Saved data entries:
★ ★ ★ ★ ★ ★ ★

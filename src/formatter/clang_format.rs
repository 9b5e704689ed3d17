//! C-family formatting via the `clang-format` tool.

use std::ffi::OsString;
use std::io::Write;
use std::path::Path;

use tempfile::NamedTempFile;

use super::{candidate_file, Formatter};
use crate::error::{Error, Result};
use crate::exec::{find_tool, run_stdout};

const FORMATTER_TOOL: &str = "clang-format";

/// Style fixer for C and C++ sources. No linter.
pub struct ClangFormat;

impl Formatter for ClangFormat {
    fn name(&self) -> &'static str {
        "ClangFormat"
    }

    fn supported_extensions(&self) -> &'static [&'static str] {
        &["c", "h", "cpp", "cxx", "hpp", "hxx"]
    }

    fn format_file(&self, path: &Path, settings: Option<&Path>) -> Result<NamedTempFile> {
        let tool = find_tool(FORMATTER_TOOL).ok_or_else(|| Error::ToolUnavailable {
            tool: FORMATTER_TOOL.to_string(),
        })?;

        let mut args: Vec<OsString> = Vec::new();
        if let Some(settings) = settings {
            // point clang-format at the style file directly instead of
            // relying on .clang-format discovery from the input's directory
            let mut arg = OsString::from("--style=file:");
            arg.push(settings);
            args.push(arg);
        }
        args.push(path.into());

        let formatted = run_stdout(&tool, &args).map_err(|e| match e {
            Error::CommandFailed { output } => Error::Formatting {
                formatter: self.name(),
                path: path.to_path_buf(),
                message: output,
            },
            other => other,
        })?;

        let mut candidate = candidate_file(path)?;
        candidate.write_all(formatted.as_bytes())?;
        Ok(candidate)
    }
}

★ ★ ★ ★ ★ ★ ★

Prompt
Using the exact wording, write out all of the records.

Output for this task
filename src/formatter/clang_format.rs
repository 9b5e704689ed3d17
//! C-family formatting via the `clang-format` tool.

use std::ffi::OsString;
use std::io::Write;
use std::path::Path;

use tempfile::NamedTempFile;

use super::{candidate_file, Formatter};
use crate::error::{Error, Result};
use crate::exec::{find_tool, run_stdout};

const FORMATTER_TOOL: &str = "clang-format";

/// Style fixer for C and C++ sources. No linter.
pub struct ClangFormat;

impl Formatter for ClangFormat {
    fn name(&self) -> &'static str {
        "ClangFormat"
    }

    fn supported_extensions(&self) -> &'static [&'static str] {
        &["c", "h", "cpp", "cxx", "hpp", "hxx"]
    }

    fn format_file(&self, path: &Path, settings: Option<&Path>) -> Result<NamedTempFile> {
        let tool = find_tool(FORMATTER_TOOL).ok_or_else(|| Error::ToolUnavailable {
            tool: FORMATTER_TOOL.to_string(),
        })?;

        let mut args: Vec<OsString> = Vec::new();
        if let Some(settings) = settings {
            // point clang-format at the style file directly instead of
            // relying on .clang-format discovery from the input's directory
            let mut arg = OsString::from("--style=file:");
            arg.push(settings);
            args.push(arg);
        }
        args.push(path.into());

        let formatted = run_stdout(&tool, &args).map_err(|e| match e {
            Error::CommandFailed { output } => Error::Formatting {
                formatter: self.name(),
                path: path.to_path_buf(),
                message: output,
            },
            other => other,
        })?;

        let mut candidate = candidate_file(path)?;
        candidate.write_all(formatted.as_bytes())?;
        Ok(candidate)
    }
}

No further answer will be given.